(Collected data)
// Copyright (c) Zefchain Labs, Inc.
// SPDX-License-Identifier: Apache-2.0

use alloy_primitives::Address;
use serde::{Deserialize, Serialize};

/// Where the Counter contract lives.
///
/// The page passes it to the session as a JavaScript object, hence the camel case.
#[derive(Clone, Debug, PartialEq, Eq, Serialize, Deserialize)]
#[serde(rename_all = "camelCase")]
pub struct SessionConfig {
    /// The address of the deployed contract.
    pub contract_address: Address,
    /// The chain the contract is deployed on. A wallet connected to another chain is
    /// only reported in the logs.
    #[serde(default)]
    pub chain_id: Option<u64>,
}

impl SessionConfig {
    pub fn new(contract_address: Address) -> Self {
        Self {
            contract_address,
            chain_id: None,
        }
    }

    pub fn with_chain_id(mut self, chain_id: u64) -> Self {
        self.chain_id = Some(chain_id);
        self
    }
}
--
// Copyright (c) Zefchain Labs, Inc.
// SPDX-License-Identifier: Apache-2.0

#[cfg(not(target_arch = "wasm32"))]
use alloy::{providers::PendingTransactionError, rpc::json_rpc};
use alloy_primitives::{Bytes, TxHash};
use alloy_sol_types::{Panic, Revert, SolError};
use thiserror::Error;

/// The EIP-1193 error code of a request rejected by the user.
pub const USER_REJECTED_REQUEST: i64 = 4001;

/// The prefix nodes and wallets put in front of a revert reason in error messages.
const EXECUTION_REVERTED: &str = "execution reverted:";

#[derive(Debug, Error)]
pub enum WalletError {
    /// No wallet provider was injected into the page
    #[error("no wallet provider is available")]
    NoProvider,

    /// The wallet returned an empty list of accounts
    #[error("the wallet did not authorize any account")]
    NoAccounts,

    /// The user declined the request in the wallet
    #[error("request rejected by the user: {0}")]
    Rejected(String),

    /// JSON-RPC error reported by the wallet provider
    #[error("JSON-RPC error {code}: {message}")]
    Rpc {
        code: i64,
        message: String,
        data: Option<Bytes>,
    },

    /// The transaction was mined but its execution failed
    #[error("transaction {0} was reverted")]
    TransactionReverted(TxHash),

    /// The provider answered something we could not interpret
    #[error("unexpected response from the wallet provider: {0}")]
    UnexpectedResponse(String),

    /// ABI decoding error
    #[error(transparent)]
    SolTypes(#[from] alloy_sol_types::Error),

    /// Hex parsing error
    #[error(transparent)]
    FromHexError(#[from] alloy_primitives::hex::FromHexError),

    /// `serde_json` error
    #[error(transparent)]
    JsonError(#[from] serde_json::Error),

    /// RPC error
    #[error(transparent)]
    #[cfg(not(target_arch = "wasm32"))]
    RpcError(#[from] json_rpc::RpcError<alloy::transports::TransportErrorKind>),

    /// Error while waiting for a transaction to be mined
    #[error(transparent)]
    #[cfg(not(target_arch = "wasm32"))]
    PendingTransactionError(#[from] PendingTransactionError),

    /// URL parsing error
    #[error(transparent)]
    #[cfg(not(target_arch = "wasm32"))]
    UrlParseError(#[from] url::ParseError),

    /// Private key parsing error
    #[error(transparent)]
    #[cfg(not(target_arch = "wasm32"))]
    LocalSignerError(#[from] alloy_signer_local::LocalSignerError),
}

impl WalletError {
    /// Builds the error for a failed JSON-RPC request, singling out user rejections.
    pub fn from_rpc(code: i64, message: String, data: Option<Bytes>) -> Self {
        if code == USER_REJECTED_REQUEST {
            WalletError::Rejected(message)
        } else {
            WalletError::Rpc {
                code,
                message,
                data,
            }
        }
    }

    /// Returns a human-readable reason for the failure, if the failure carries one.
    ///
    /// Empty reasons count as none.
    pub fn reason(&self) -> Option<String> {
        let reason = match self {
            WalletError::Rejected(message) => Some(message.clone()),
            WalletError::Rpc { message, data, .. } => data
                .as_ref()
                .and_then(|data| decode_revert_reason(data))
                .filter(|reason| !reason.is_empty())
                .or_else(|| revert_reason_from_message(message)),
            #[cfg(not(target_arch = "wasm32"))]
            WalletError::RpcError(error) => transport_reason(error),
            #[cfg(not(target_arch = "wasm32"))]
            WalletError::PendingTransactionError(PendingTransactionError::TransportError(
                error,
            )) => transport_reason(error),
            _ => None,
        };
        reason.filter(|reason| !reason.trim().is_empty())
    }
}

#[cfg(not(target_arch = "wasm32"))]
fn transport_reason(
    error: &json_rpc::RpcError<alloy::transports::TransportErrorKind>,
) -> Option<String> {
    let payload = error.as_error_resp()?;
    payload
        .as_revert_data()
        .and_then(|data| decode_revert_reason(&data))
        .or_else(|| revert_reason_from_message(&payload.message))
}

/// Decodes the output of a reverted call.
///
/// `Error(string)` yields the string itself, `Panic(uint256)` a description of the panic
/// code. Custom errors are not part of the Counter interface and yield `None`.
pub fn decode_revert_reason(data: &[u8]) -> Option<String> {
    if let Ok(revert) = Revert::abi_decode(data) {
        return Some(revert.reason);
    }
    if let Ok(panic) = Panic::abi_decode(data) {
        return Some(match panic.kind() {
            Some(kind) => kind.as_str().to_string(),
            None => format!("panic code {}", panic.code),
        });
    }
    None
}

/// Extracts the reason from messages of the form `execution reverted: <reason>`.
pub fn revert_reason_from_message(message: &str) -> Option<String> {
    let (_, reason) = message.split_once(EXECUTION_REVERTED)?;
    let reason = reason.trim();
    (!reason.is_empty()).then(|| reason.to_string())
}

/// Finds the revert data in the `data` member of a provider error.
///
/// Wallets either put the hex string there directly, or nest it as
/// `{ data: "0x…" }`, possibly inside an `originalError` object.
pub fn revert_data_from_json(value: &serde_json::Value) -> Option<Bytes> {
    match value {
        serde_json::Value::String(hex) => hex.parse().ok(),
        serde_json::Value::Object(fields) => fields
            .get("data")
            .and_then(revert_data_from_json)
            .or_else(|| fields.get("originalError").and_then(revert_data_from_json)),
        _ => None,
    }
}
...
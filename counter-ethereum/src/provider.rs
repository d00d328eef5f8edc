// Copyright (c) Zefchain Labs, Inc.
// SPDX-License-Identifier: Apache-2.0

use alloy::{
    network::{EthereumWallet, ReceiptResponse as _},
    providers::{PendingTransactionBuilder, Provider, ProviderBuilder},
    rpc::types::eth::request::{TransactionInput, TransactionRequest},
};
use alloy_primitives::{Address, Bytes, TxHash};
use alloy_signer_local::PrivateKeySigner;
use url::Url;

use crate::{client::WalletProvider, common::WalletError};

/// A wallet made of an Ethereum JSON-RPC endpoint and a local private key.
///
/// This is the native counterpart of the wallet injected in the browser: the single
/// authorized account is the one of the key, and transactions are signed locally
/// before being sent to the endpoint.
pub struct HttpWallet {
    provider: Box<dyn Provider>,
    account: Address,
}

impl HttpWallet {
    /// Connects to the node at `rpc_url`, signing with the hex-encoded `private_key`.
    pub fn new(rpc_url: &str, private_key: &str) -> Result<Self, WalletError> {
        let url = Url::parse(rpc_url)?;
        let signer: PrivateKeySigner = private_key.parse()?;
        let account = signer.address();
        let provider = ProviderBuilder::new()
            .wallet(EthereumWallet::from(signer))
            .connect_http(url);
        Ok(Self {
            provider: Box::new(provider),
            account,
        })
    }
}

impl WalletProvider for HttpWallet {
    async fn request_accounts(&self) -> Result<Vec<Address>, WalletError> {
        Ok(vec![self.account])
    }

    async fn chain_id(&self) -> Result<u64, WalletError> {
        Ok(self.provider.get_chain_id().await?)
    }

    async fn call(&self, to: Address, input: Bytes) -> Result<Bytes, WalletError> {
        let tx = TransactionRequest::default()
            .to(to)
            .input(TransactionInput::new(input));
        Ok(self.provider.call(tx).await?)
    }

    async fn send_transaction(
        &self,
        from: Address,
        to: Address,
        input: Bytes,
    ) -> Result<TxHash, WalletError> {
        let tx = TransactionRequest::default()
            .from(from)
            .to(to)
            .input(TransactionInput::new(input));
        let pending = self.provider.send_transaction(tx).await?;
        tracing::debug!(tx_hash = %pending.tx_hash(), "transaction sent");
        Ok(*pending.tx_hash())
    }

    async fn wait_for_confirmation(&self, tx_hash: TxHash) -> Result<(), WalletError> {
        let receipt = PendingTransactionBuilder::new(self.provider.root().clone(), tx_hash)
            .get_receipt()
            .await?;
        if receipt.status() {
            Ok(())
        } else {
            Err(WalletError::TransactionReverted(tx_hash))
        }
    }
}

#### WORK REQUEST:
Looking back over the data above, restate word for word the lines that begin at the line with "filename counter-ethereum/src/provider.rs" and end at the line with "let signer: PrivateKeySigner", inclusive.

#### YOUR SOLUTION:
filename counter-ethereum/src/provider.rs
repository d00d328eef5f8edc
// Copyright (c) Zefchain Labs, Inc.
// SPDX-License-Identifier: Apache-2.0

use alloy::{
    network::{EthereumWallet, ReceiptResponse as _},
    providers::{PendingTransactionBuilder, Provider, ProviderBuilder},
    rpc::types::eth::request::{TransactionInput, TransactionRequest},
};
use alloy_primitives::{Address, Bytes, TxHash};
use alloy_signer_local::PrivateKeySigner;
use url::Url;

use crate::{client::WalletProvider, common::WalletError};

/// A wallet made of an Ethereum JSON-RPC endpoint and a local private key.
///
/// This is the native counterpart of the wallet injected in the browser: the single
/// authorized account is the one of the key, and transactions are signed locally
/// before being sent to the endpoint.
pub struct HttpWallet {
    provider: Box<dyn Provider>,
    account: Address,
}

impl HttpWallet {
    /// Connects to the node at `rpc_url`, signing with the hex-encoded `private_key`.
    pub fn new(rpc_url: &str, private_key: &str) -> Result<Self, WalletError> {
        let url = Url::parse(rpc_url)?;
        let signer: PrivateKeySigner = private_key.parse()?;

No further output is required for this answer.